[Data to process Boundary: Start]

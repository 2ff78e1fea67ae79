//! scifair-server library - science fair project service
//!
//! JSON HTTP API over the project store, the AI advisor and the blob store.
//! Everything except `/health`, sign-up/sign-in and `/blobs` requires a
//! session token.

use axum::extract::DefaultBodyLimit;
use axum::Router;
use scifair_common::{ProjectStore, SqliteStore};
use sqlx::SqlitePool;
use std::sync::Arc;
use tower_http::cors::CorsLayer;
use tower_http::services::ServeDir;
use tower_http::trace::TraceLayer;

pub mod advisor;
pub mod api;
pub mod blobs;
pub mod error;
pub mod workspace;

use advisor::Advisor;
use blobs::{BlobStore, BLOB_ROUTE};

/// Upload limit used when the settings table has no value
pub const DEFAULT_MAX_UPLOAD_BYTES: usize = 10 * 1024 * 1024;

/// Application state shared across HTTP handlers
#[derive(Clone)]
pub struct AppState {
    /// Connection pool (accounts and sessions)
    pub db: SqlitePool,
    /// Project rows, files and data points
    pub store: Arc<dyn ProjectStore>,
    pub advisor: Arc<dyn Advisor>,
    pub blobs: BlobStore,
    /// Static key clients must send in the `apikey` header, when set
    pub client_api_key: Option<String>,
    pub max_upload_bytes: usize,
}

impl AppState {
    /// Create state backed by the SQLite store on `db`
    pub fn new(db: SqlitePool, advisor: Arc<dyn Advisor>, blobs: BlobStore) -> Self {
        let store: Arc<dyn ProjectStore> = Arc::new(SqliteStore::new(db.clone()));
        Self {
            db,
            store,
            advisor,
            blobs,
            client_api_key: None,
            max_upload_bytes: DEFAULT_MAX_UPLOAD_BYTES,
        }
    }

    /// Replace the project store
    pub fn with_store(mut self, store: Arc<dyn ProjectStore>) -> Self {
        self.store = store;
        self
    }

    pub fn with_client_api_key(mut self, key: Option<String>) -> Self {
        self.client_api_key = key;
        self
    }

    pub fn with_max_upload_bytes(mut self, bytes: usize) -> Self {
        self.max_upload_bytes = bytes;
        self
    }
}

/// Build application router
pub fn build_router(state: AppState) -> Router {
    use axum::middleware;
    use axum::routing::{delete, get, post};

    // Protected routes (require a session)
    let protected = Router::new()
        .route("/auth/signout", post(api::sign_out))
        .route("/api/projects", get(api::list_projects))
        .route("/api/projects/generate", post(api::generate_project))
        .route(
            "/api/projects/:id",
            get(api::get_project).delete(api::delete_project),
        )
        .route("/api/projects/:id/detail", get(api::get_project_detail))
        .route("/api/projects/:id/status", post(api::advance_status))
        .route("/api/projects/:id/notes", post(api::add_note))
        .route("/api/projects/:id/notes/:index", delete(api::delete_note))
        .route("/api/projects/:id/results", post(api::add_result))
        .route("/api/projects/:id/results/:name", delete(api::delete_result))
        .route(
            "/api/projects/:id/data-points",
            get(api::list_data_points).post(api::add_data_point),
        )
        .route(
            "/api/projects/:id/files",
            get(api::list_files)
                .post(api::upload_file)
                .layer(DefaultBodyLimit::max(state.max_upload_bytes)),
        )
        .route("/api/projects/:id/guide", get(api::get_guide))
        .route("/api/projects/:id/slides", get(api::get_slides))
        .route("/api/projects/:id/presentation", get(api::get_presentation))
        .route("/api/projects/:id/export", get(api::export_project))
        .route("/api/projects/:id/analysis/data", post(api::analyze_data))
        .route("/api/projects/:id/analysis/plan", post(api::plan_experiment))
        .route("/api/projects/:id/analysis/project", post(api::analyze_project))
        .route("/api/projects/:id/analysis/research", post(api::research_question))
        .layer(middleware::from_fn_with_state(
            state.clone(),
            api::auth_middleware,
        ));

    // Account routes (client key only)
    let accounts = Router::new()
        .route("/auth/signup", post(api::sign_up))
        .route("/auth/signin", post(api::sign_in))
        .layer(middleware::from_fn_with_state(
            state.clone(),
            api::client_key_middleware,
        ));

    // Public routes (no authentication)
    let public = Router::new().merge(api::health_routes());

    let blob_files = ServeDir::new(state.blobs.root());

    Router::new()
        .merge(protected)
        .merge(accounts)
        .merge(public)
        .nest_service(BLOB_ROUTE, blob_files)
        .with_state(state)
        .layer(TraceLayer::new_for_http())
        .layer(CorsLayer::permissive())
}
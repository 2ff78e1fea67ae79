//! Guidance, presentation and export views of a project

use axum::{
    extract::State,
    http::header,
    response::{Html, IntoResponse},
    Extension, Json,
};
use scifair_common::catalog::{self, Category, GuidePhase, TutorialStep};
use scifair_common::export::export_file_name;
use scifair_common::presentation::{self, Slide};
use serde::Serialize;
use uuid::Uuid;

use super::auth::CurrentUser;
use super::extract::PathParams;
use crate::error::{ApiError, ApiResult};
use crate::workspace;
use crate::AppState;

/// Everything the guide panel shows for one project
#[derive(Debug, Serialize)]
pub struct GuideResponse {
    pub category: Category,
    pub phases: [GuidePhase; 3],
    pub tutorial: Vec<TutorialStep>,
    pub safety_tips: &'static [&'static str],
    pub fun_facts: &'static [&'static str],
}

/// GET /api/projects/:id/guide
pub async fn get_guide(
    State(state): State<AppState>,
    Extension(current): Extension<CurrentUser>,
    PathParams(id): PathParams<Uuid>,
) -> ApiResult<Json<GuideResponse>> {
    let project = workspace::load_project(state.store.as_ref(), current.user.id, id).await?;
    let category = Category::classify(&project.category);

    Ok(Json(GuideResponse {
        category,
        phases: catalog::project_guide(),
        tutorial: catalog::tutorial(&project.category),
        safety_tips: category.safety_tips(),
        fun_facts: category.fun_facts(),
    }))
}

/// GET /api/projects/:id/slides
pub async fn get_slides(
    State(state): State<AppState>,
    Extension(current): Extension<CurrentUser>,
    PathParams(id): PathParams<Uuid>,
) -> ApiResult<Json<Vec<Slide>>> {
    let project = workspace::load_project(state.store.as_ref(), current.user.id, id).await?;
    Ok(Json(presentation::slides(&project)))
}

/// GET /api/projects/:id/presentation
///
/// Printable landscape HTML, one page per slide.
pub async fn get_presentation(
    State(state): State<AppState>,
    Extension(current): Extension<CurrentUser>,
    PathParams(id): PathParams<Uuid>,
) -> ApiResult<Html<String>> {
    let project = workspace::load_project(state.store.as_ref(), current.user.id, id).await?;
    let slides = presentation::slides(&project);
    Ok(Html(presentation::render_printable_html(&project, &slides)))
}

/// GET /api/projects/:id/export
///
/// JSON download of the project, its files and data points.
pub async fn export_project(
    State(state): State<AppState>,
    Extension(current): Extension<CurrentUser>,
    PathParams(id): PathParams<Uuid>,
) -> ApiResult<impl IntoResponse> {
    let export = workspace::export_project(state.store.as_ref(), current.user.id, id).await?;
    let body = serde_json::to_string_pretty(&export)
        .map_err(|e| ApiError::Internal(format!("Failed to serialize export: {}", e)))?;
    let disposition = format!(
        "attachment; filename=\"{}\"",
        export_file_name(&export.project)
    );

    Ok((
        [
            (header::CONTENT_TYPE, "application/json".to_string()),
            (header::CONTENT_DISPOSITION, disposition),
        ],
        body,
    ))
}
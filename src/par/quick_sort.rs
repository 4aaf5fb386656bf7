//! Derivative work of [`rayon::slice::quicksort`] licensed under `MIT OR Apache-2.0`.
//!
//! [`rayon::slice::quicksort`]: https://docs.rs/rayon/latest/src/rayon/slice/quicksort.rs.html

use crate::{insertion_sort::insertion_sort, partition::partition};
use core::{cmp, mem};
use ndarray::{ArrayViewMut1, Axis};

/// Sorts `v` using quicksort with both recursive calls of every partitioning issued as
/// concurrent tasks.
///
/// Partitioning itself always executes sequentially, as it mutates the full range and cannot
/// be split safely; only the recursion into the two resulting sub-ranges forks, and the
/// parent returns strictly after both tasks complete. Partitions of at most `threshold`
/// elements are sorted directly by insertion sort without spawning a task. The sort is
/// unstable and in-place.
///
/// Forked tasks are work items drained by rayon's fixed pool of worker threads, so actual
/// parallelism is bounded by the pool size while the number of outstanding tasks is bounded
/// by the partition count the threshold implies.
pub fn par_quick_sort<T, F>(v: ArrayViewMut1<'_, T>, threshold: usize, is_less: F)
where
	T: Send,
	F: Fn(&T, &T) -> bool + Sync,
{
	// Sorting has no meaningful behavior on zero-sized types.
	if mem::size_of::<T>() == 0 {
		return;
	}

	recurse(v, threshold, &is_less);
}

/// Sorts `v` recursively, forking into both sides of each partitioning.
fn recurse<T, F>(mut v: ArrayViewMut1<'_, T>, threshold: usize, is_less: &F)
where
	T: Send,
	F: Fn(&T, &T) -> bool + Sync,
{
	let len = v.len();
	if len <= cmp::max(threshold, 1) {
		return insertion_sort(v, &mut |a: &T, b: &T| is_less(a, b));
	}

	let mid = partition(v.view_mut(), &mut |a: &T, b: &T| is_less(a, b));

	// The halves are disjoint views into the backing array, so the tasks mutate
	// non-overlapping regions without locks.
	let (left, right) = v.split_at(Axis(0), mid);
	rayon::join(
		|| recurse(left, threshold, is_less),
		|| recurse(right, threshold, is_less),
	);
}

#[cfg(test)]
mod test {
	use super::par_quick_sort;
	use crate::quick_sort::quick_sort;
	use ndarray::{Array1, arr1};
	use quickcheck_macros::quickcheck;

	#[cfg_attr(miri, ignore)]
	#[quickcheck]
	fn sorted(xs: Vec<u32>, threshold: u8) {
		let mut sorted = xs.clone();
		sorted.sort_unstable();
		let sorted = Array1::from_vec(sorted);
		let mut array = Array1::from_vec(xs);
		par_quick_sort(array.view_mut(), threshold as usize, u32::lt);
		assert_eq!(array, sorted);
	}

	#[cfg_attr(miri, ignore)]
	#[quickcheck]
	fn matches_sequential_variant(xs: Vec<u32>, threshold: u8) {
		let mut sequential = Array1::from_vec(xs.clone());
		quick_sort(sequential.view_mut(), threshold as usize, &mut u32::lt);
		let mut parallel = Array1::from_vec(xs);
		par_quick_sort(parallel.view_mut(), threshold as usize, u32::lt);
		assert_eq!(parallel, sequential);
	}

	#[cfg_attr(miri, ignore)]
	#[test]
	fn all_equal_terminates() {
		let mut array = Array1::from_vec(vec![4u32; 1024]);
		par_quick_sort(array.view_mut(), 16, u32::lt);
		assert_eq!(array, Array1::from_vec(vec![4u32; 1024]));
	}

	#[cfg_attr(miri, ignore)]
	#[test]
	fn duplicates_of_the_pivot() {
		let mut array = arr1(&[2, 2, 2, 1, 3]);
		par_quick_sort(array.view_mut(), 0, u32::lt);
		assert_eq!(array, arr1(&[1, 2, 2, 2, 3]));
	}
}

[Data to process Boundary: End]

▶ Directions
Report each line of the material in which the string "when" occurs.

▶ Solution to the exercise
/// Upload limit used when the settings table has no value
    /// Static key clients must send in the `apikey` header, when set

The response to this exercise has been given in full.